Trialling new medicines typically involves extensive in vivo testing using animal models. But a new technology created by engineers could provide an alternative.
Researchers have created a device containing mini scaffolding that can be used to grow human bone tissue in the laboratory.
The ‘bone-on-a-chip’ was a joint effort between researchers from the University of Sheffield’s Department of Materials Science and Engineering and the Insigneo Institute for in silico Medicine, along with additional collaborators from Universitat Ramon Llull in Spain.
This lab-grown bone could be used to test new medical treatments for diseased or damaged bones, reducing the need for testing using animal models.
In a recent study, published in Frontiers in Bioengineering and Biotechnology, researchers used emulsion templating to develop three-dimensional scaffold structures.

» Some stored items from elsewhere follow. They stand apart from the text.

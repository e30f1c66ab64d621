use std::path::PathBuf;

use camino::{Utf8Path, Utf8PathBuf};
use regex::Regex;
use walkdir::WalkDir;

#[derive(Debug, thiserror::Error)]
pub enum FindError {
    #[error("directory not provided")]
    NoRoot,
    #[error("pattern not provided")]
    NoPattern,
    #[error("invalid pattern '{pattern}': {source}")]
    Pattern {
        pattern: String,
        #[source]
        source: regex::Error,
    },
    #[error("{0}: no such file or directory")]
    Missing(Utf8PathBuf),
    #[error(transparent)]
    Walk(#[from] walkdir::Error),
}

impl FindError {
    /// True when the search root itself does not exist.
    pub fn is_missing(&self) -> bool {
        matches!(self, FindError::Missing(_))
    }
}

fn compile(pattern: &str) -> Result<Regex, FindError> {
    Regex::new(pattern).map_err(|source| FindError::Pattern {
        pattern: pattern.to_string(),
        source,
    })
}

/// Files under `root` whose name matches `pattern`.
///
/// `exclude` (when non-empty) is matched against the full path. `skip_dirs`
/// are directories relative to `root` that are not descended into. Results
/// come back in file-name order within each directory.
pub fn find_files(
    root: &Utf8Path,
    pattern: &str,
    exclude: &str,
    skip_dirs: &[String],
) -> Result<Vec<Utf8PathBuf>, FindError> {
    if root.as_str().is_empty() {
        return Err(FindError::NoRoot);
    }
    if pattern.is_empty() {
        return Err(FindError::NoPattern);
    }
    let pattern = compile(pattern)?;
    let exclude = if exclude.is_empty() {
        None
    } else {
        Some(compile(exclude)?)
    };
    if !root.exists() {
        return Err(FindError::Missing(root.to_path_buf()));
    }

    let skipped: Vec<PathBuf> = skip_dirs
        .iter()
        .filter(|d| !d.is_empty())
        .map(|d| root.join(d).into_std_path_buf())
        .collect();

    let mut matches = Vec::new();
    let walker = WalkDir::new(root)
        .sort_by_file_name()
        .into_iter()
        .filter_entry(|e| !(e.file_type().is_dir() && skipped.iter().any(|s| e.path().starts_with(s))));

    for entry in walker {
        let entry = entry?;
        if entry.file_type().is_dir() {
            continue;
        }
        let Ok(path) = Utf8PathBuf::from_path_buf(entry.path().to_path_buf()) else {
            continue;
        };
        if exclude.as_ref().is_some_and(|re| re.is_match(path.as_str())) {
            continue;
        }
        if path.file_name().is_some_and(|name| pattern.is_match(name)) {
            matches.push(path);
        }
    }
    Ok(matches)
}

These scaffolds were then inserted into a mini bioreactor to create the bone-on-a-chip device. Researchers then used in vitro techniques to assess the device’s ability to grow human bone tissue from stem cells.
As well as reducing the need for animal models, by accessing smaller versions of human organs, a higher success rate of trialling new medicines could be achieved.
“This is, in my view, a great enabling technology to build complex 3D tissues — or organs-on-a-chip — as testing platforms for pharmaceutical testing,” said Dr Frederik Claeyssens, from the University of Sheffield Department of Materials Science and Engineering.
“These platforms have the potential to reduce the time and effort required, and also reduce the use of animal models for preclinical drug testing.”
In the future, it is possible that the device could be connected to other organ-on-a-chip devices, including liver, heart and lungs, potentially eliminating the need for animal research entirely.
“Since its inception, great efforts have gone into developing these devices for many organ types, but thus far bone has been comparatively overlooked,” the authors of the study wrote in their summary.
“We have successfully created a microfluidic platform that contains the necessary 3D architecture and physiologically relevant FSS [fluid shear stress] for an osteogenesis-on-a-chip device suitable for long-term culture.
“This has the potential to provide more accurate, cheaper and faster methods of investigating novel therapeutics for bone and sequestering of toxins into bone, in comparison to standard in vitro and in vivo testing.”